# **Lab Session: Implement a sequence-to-sequence model for machine translation using an encoder-decoder architecture.**

In [7]:
import torch
import torch.nn as nn
import torch.optim as optim
from torch.utils.data import Dataset, DataLoader
# Add any missing imports here, e.g.,
# from IPython import get_ipython
# from IPython.display import display

# Example dataset class for parallel sentences
class TranslationDataset(Dataset):
    def __init__(self, src_sentences, trg_sentences, src_vocab, trg_vocab, max_len=50):
        self.src_sentences = src_sentences
        self.trg_sentences = trg_sentences
        self.src_vocab = src_vocab
        self.trg_vocab = trg_vocab
        self.max_len = max_len

    def __len__(self):
        return len(self.src_sentences)

    def __getitem__(self, idx):
        src = self.tokenize(self.src_sentences[idx], self.src_vocab)
        trg = self.tokenize(self.trg_sentences[idx], self.trg_vocab)
        return torch.tensor(src), torch.tensor(trg)

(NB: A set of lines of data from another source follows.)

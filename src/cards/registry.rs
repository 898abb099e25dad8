//! Card registry for definition lookup.
//!
//! The `CardRegistry` stores a profile's card definitions in configuration
//! order. Cards are addressed by slot index (their position in that order)
//! in the hot simulation loop and by name at the API edge.

use rustc_hash::FxHashMap;

use crate::core::{SimError, SimResult};

use super::definition::CardDefinition;

/// Ordered registry of card definitions.
///
/// ## Example
///
/// ```
/// use crafting_sim::cards::{CardDefinition, CardRegistry};
///
/// let mut registry = CardRegistry::new();
/// registry.register(CardDefinition::new("Forge", 2)).unwrap();
/// registry.register(CardDefinition::new("Ignite", 1)).unwrap();
///
/// assert_eq!(registry.pool(), vec!["Forge", "Forge", "Ignite"]);
/// assert_eq!(registry.slot_of("Ignite"), Some(1));
/// ```
#[derive(Clone, Debug, Default)]
pub struct CardRegistry {
    cards: Vec<CardDefinition>,
    by_name: FxHashMap<String, usize>,
}

impl CardRegistry {
    /// Create a new empty registry.
    #[must_use]
    pub fn new() -> Self {
        Self::default()
    }

    /// Build a registry from definitions, rejecting duplicate names.
    pub fn from_definitions(
        definitions: impl IntoIterator<Item = CardDefinition>,
    ) -> SimResult<Self> {
        let mut registry = Self::new();
        for card in definitions {
            registry.register(card)?;
        }
        Ok(registry)
    }

    /// Register a card definition and return its slot.
    pub fn register(&mut self, card: CardDefinition) -> SimResult<usize> {
        if self.by_name.contains_key(&card.name) {
            return Err(SimError::DuplicateCard(card.name));
        }
        let slot = self.cards.len();
        self.by_name.insert(card.name.clone(), slot);
        self.cards.push(card);
        Ok(slot)
    }

    /// Get a card definition by slot.
    #[must_use]
    pub fn get(&self, slot: usize) -> Option<&CardDefinition> {
        self.cards.get(slot)
    }

    /// Get a card definition by name.
    #[must_use]
    pub fn get_by_name(&self, name: &str) -> Option<&CardDefinition> {
        self.slot_of(name).and_then(|slot| self.get(slot))
    }

    /// Slot of a card name.
    #[must_use]
    pub fn slot_of(&self, name: &str) -> Option<usize> {
        self.by_name.get(name).copied()
    }

    /// Number of distinct cards.
    #[must_use]
    pub fn len(&self) -> usize {
        self.cards.len()
    }

    /// Check if the registry is empty.
    #[must_use]
    pub fn is_empty(&self) -> bool {
        self.cards.is_empty()
    }

    /// Iterate over definitions in slot order.
    pub fn iter(&self) -> impl Iterator<Item = &CardDefinition> {
        self.cards.iter()
    }

    /// Total number of card instances across all definitions.
    #[must_use]
    pub fn total_quantity(&self) -> usize {
        self.cards.iter().map(|c| c.quantity as usize).sum()
    }

    /// Flat multiset of card names, each repeated by its quantity.
    #[must_use]
    pub fn pool(&self) -> Vec<&str> {
        self.cards
            .iter()
            .flat_map(|c| std::iter::repeat(c.name.as_str()).take(c.quantity as usize))
            .collect()
    }

    /// Card name → quantity, in slot order.
    #[must_use]
    pub fn summary(&self) -> Vec<(&str, u32)> {
        self.cards
            .iter()
            .map(|c| (c.name.as_str(), c.quantity))
            .collect()
    }
}

#[cfg(test)]
mod tests {
    use super::*;

    #[test]
    fn test_register_and_get() {
        let mut registry = CardRegistry::new();

        let slot = registry.register(CardDefinition::new("Cut", 2)).unwrap();
        assert_eq!(slot, 0);

        assert_eq!(registry.get(0).unwrap().name, "Cut");
        assert_eq!(registry.get_by_name("Cut").unwrap().quantity, 2);
        assert!(registry.get(9).is_none());
        assert!(registry.get_by_name("Season").is_none());
    }

    #[test]
    fn test_duplicate_name_rejected() {
        let mut registry = CardRegistry::new();
        registry.register(CardDefinition::new("Cut", 2)).unwrap();

        let err = registry.register(CardDefinition::new("Cut", 1)).unwrap_err();
        assert_eq!(err, SimError::DuplicateCard("Cut".to_string()));
        assert_eq!(registry.len(), 1);
    }

    #[test]
    fn test_pool_flattens_by_quantity() {
        let registry = CardRegistry::from_definitions([
            CardDefinition::new("A", 2),
            CardDefinition::new("B", 0),
            CardDefinition::new("C", 1),
        ])
        .unwrap();

        assert_eq!(registry.pool(), vec!["A", "A", "C"]);
        assert_eq!(registry.total_quantity(), 3);
        assert_eq!(registry.summary(), vec![("A", 2), ("B", 0), ("C", 1)]);
    }

    #[test]
    fn test_slots_follow_definition_order() {
        let registry = CardRegistry::from_definitions([
            CardDefinition::new("Season", 1),
            CardDefinition::new("Cut", 1),
        ])
        .unwrap();

        let names: Vec<_> = registry.iter().map(|c| c.name.as_str()).collect();
        assert_eq!(names, vec!["Season", "Cut"]);
        assert_eq!(registry.slot_of("Cut"), Some(1));
    }
}
//! Kitchen crafting rules.
//!
//! Heat Control is the engine of the mode: every flip adds the Slow Cook
//! bonus to both counters and 10 to a random one, and the PRD chain adds
//! further flips. Bake evens the counters out once the cycle is over.

use crate::cards::{CardDefinition, CardKind};
use crate::core::{RandomSource, SimulationState};
use crate::effects::Effect;
use crate::rules::{CraftingMode, CraftingRules, DeckContents};

/// Cut always rolls the top of its range.
pub const SALTED_RAISIN_BUFF: &str = "salted_raisin_buff";

/// End-of-cycle +3 to both counters after enough Heat Control flips.
pub const DRIED_MUSHROOM_BUFF: &str = "dried_mushroom_buff";

/// Heat Control flips needed for the dried mushroom bonus.
pub const DRIED_MUSHROOM_TRIGGERS: u32 = 7;

const DRIED_MUSHROOM_BONUS: f64 = 3.0;
const FLIP_BONUS: f64 = 10.0;
const SLOW_COOK_STEP: i64 = 4;
const DEFAULT_CUT_RANGE: (i64, i64) = (4, 8);

/// Rules of the kitchen.
#[derive(Clone, Copy, Debug, Default)]
pub struct Kitchen;

impl Kitchen {
    fn flip(state: &mut SimulationState<'_>, rng: &mut dyn RandomSource) {
        state.add_both(state.slow_cook_bonus as f64);
        Effect::add_random(FLIP_BONUS).apply(state, rng);
    }

    fn heat_control(
        card: &CardDefinition,
        state: &mut SimulationState<'_>,
        rng: &mut dyn RandomSource,
    ) {
        Self::flip(state, rng);
        if state.ferment_active {
            Self::flip(state, rng);
        }

        let prd = card.prd_or_default();
        let extra = prd.roll_chain(state.prd(), rng);
        for _ in 0..extra {
            Self::flip(state, rng);
        }

        state.prd_mut().record(extra);
        state.heat_control_triggers += 1 + extra;
    }

    fn cut(card: &CardDefinition, state: &mut SimulationState<'_>, rng: &mut dyn RandomSource) {
        let (low, high) = card.value_range_or(DEFAULT_CUT_RANGE);
        let counter = rng.pick_counter();
        let amount = if state.has_buff(SALTED_RAISIN_BUFF) {
            low.max(high)
        } else {
            rng.range_inclusive(low, high)
        };
        state.add(counter, amount as f64);
    }
}

impl CraftingRules for Kitchen {
    fn mode(&self) -> CraftingMode {
        CraftingMode::Kitchen
    }

    fn apply_card(
        &self,
        kind: CardKind,
        card: &CardDefinition,
        state: &mut SimulationState<'_>,
        rng: &mut dyn RandomSource,
    ) {
        match kind {
            CardKind::HeatControl => Self::heat_control(card, state, rng),
            CardKind::Cut => Self::cut(card, state, rng),
            CardKind::Season => {
                Effect::multiply_random(2).apply(state, rng);
            }
            CardKind::SlowCook => state.slow_cook_bonus += SLOW_COOK_STEP,
            CardKind::Ferment => state.ferment_active = true,
            // Bake acts at end of cycle
            _ => {}
        }
    }

    fn end_of_cycle(
        &self,
        deck: &DeckContents<'_>,
        state: &mut SimulationState<'_>,
        rng: &mut dyn RandomSource,
    ) {
        if deck.contains(CardKind::Bake) {
            let high = state.highest();
            let low = high.other();
            let adjustment = (state.get(high) - state.get(low)) / 2.0;
            state.subtract(high, adjustment);
            state.add(low, adjustment);
        }

        if state.has_buff(DRIED_MUSHROOM_BUFF)
            && state.heat_control_triggers >= DRIED_MUSHROOM_TRIGGERS
        {
            Effect::add_both(DRIED_MUSHROOM_BONUS).apply(state, rng);
        }
    }
}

    def tokenize(self, sentence, vocab):
        tokens = sentence.lower().strip().split()
        idxs = [vocab.get(tok, vocab['<unk>']) for tok in tokens]
        idxs = [vocab['<sos>']] + idxs + [vocab['<eos>']]
        # pad
        if len(idxs) < self.max_len:
            idxs += [vocab['<pad>']] * (self.max_len - len(idxs))
        else:
            idxs = idxs[:self.max_len]
        return idxs





In [8]:
# Encoder: bidirectional GRU
class Encoder(nn.Module):
    def __init__(self, input_dim, emb_dim, hid_dim, n_layers=2, dropout=0.5):
        super().__init__()
        self.embedding = nn.Embedding(input_dim, emb_dim)
        self.gru = nn.GRU(emb_dim, hid_dim, n_layers,
                          dropout=dropout, bidirectional=True, batch_first=True)
        self.dropout = nn.Dropout(dropout)
        self.fc = nn.Linear(hid_dim * 2, hid_dim)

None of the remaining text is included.